### [WORK TO BE COMPLETED]
Find all the lines in the entries below that hold the word "return" and copy them.

### [DATA SECTION]
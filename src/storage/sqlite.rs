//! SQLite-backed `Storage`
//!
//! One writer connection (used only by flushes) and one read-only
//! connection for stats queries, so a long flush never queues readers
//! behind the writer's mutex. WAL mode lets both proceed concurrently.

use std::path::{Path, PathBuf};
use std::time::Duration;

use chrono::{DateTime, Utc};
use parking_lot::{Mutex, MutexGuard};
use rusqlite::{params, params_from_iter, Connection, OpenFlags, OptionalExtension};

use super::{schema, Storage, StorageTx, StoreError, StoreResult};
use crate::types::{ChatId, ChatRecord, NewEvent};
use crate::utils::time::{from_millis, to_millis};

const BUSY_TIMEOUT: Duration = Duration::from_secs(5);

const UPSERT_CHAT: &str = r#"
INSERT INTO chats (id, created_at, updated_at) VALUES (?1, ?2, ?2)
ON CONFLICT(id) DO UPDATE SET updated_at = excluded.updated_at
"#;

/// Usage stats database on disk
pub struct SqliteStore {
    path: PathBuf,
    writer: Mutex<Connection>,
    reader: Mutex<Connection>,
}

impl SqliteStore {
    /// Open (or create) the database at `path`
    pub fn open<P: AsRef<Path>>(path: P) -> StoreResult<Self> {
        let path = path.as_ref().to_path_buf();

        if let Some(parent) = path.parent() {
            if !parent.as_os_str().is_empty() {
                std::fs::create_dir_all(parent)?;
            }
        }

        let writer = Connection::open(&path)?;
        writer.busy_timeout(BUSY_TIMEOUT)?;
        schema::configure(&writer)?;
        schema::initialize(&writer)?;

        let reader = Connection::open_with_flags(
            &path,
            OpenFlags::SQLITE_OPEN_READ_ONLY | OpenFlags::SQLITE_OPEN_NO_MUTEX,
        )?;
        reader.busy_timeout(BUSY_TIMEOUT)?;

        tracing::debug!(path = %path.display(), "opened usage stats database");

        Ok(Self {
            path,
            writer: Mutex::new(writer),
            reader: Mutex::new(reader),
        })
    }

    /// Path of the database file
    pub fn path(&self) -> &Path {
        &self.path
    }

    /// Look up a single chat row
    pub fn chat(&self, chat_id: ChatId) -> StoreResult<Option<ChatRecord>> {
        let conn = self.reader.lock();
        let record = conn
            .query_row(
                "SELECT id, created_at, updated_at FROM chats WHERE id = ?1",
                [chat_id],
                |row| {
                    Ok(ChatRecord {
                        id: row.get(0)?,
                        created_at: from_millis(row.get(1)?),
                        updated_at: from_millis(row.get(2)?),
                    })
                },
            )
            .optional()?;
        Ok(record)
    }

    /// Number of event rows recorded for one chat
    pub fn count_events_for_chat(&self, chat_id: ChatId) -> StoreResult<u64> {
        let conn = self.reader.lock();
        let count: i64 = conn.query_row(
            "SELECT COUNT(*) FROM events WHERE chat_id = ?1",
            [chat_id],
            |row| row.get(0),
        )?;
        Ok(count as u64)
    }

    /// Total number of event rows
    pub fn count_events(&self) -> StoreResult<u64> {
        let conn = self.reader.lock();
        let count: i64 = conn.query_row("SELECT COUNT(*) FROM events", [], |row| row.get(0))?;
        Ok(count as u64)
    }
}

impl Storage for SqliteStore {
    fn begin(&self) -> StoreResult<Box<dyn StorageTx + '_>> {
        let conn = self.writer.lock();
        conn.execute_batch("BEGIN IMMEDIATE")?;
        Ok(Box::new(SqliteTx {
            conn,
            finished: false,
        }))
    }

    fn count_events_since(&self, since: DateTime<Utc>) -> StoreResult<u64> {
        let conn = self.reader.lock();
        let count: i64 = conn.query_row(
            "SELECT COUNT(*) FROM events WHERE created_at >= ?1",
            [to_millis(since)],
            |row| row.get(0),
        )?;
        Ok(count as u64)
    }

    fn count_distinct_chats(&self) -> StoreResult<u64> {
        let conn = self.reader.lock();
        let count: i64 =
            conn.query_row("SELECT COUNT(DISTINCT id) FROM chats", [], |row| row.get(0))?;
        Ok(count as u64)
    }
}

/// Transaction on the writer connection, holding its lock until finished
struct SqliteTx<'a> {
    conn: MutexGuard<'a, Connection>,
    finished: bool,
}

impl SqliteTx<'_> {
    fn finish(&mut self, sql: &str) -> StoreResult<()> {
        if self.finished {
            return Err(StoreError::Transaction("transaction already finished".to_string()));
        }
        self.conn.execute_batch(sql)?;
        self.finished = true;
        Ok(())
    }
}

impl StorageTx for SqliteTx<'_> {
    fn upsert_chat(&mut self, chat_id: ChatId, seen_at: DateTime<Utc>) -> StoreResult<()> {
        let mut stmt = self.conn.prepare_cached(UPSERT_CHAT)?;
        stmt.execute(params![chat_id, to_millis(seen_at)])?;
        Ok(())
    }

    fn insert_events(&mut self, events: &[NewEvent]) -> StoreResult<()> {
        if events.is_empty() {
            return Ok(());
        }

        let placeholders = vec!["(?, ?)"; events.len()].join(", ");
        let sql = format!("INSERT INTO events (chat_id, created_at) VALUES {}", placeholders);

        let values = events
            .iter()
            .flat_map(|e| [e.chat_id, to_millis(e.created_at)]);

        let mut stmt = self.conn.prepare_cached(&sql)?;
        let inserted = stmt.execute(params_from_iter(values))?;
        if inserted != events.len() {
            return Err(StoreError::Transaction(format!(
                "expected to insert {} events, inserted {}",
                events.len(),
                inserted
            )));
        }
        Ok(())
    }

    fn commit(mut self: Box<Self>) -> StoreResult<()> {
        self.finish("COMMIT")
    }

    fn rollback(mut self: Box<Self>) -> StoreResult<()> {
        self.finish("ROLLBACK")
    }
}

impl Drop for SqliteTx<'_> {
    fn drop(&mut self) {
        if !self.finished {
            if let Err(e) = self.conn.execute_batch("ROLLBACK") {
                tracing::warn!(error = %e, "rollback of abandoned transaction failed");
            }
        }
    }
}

* * *

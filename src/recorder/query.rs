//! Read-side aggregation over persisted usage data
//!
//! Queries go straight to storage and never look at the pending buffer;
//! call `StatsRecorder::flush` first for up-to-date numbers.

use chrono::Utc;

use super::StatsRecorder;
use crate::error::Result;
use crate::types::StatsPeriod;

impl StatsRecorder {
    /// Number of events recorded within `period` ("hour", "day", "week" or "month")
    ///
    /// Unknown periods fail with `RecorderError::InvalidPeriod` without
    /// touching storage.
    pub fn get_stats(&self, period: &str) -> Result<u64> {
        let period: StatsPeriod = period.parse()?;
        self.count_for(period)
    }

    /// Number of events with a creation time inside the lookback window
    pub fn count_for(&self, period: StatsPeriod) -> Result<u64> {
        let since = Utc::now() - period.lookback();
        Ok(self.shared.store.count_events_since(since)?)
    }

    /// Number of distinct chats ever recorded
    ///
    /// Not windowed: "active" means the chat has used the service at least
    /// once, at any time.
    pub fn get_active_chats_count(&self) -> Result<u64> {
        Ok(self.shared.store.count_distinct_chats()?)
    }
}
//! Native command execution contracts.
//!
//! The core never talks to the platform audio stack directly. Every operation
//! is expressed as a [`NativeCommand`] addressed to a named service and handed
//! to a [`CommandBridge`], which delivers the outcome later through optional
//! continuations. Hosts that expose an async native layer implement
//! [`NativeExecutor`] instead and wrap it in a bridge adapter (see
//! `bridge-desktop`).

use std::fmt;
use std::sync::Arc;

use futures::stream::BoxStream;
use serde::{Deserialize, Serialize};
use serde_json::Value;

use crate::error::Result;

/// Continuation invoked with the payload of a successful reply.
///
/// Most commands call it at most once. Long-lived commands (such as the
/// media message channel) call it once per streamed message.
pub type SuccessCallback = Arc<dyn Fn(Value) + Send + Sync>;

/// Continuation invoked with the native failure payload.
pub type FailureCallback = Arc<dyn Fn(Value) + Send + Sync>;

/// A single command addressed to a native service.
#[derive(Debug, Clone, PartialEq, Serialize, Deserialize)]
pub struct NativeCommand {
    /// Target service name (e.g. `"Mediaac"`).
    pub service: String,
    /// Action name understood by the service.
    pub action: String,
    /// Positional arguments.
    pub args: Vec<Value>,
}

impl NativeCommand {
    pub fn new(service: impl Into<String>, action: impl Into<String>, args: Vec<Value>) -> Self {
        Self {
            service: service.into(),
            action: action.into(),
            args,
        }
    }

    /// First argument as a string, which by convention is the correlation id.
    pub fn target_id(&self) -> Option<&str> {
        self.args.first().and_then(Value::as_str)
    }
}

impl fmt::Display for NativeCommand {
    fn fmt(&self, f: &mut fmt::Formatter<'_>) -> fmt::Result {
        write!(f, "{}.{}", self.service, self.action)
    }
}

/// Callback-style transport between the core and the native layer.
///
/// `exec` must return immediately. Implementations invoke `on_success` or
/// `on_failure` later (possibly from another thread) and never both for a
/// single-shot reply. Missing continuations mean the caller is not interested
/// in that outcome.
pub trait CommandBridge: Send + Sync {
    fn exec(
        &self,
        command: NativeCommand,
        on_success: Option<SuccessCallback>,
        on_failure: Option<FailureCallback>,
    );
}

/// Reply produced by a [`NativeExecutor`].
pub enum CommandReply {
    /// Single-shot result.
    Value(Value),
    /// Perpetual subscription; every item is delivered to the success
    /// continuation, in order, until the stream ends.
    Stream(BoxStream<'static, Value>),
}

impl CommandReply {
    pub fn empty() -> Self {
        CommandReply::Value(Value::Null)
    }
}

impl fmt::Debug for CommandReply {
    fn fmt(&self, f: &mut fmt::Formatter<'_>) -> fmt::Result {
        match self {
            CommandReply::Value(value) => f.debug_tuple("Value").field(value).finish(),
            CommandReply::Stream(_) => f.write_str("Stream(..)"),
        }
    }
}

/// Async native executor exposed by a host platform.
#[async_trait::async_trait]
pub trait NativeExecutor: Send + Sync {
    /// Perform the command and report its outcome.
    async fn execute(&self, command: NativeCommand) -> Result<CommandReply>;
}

### [EXPECTED ANSWER]
            return Err(StoreError::Transaction("transaction already finished".to_string()));
            return Ok(());
            return Err(StoreError::Transaction(format!(
/// `exec` must return immediately. Implementations invoke `on_success` or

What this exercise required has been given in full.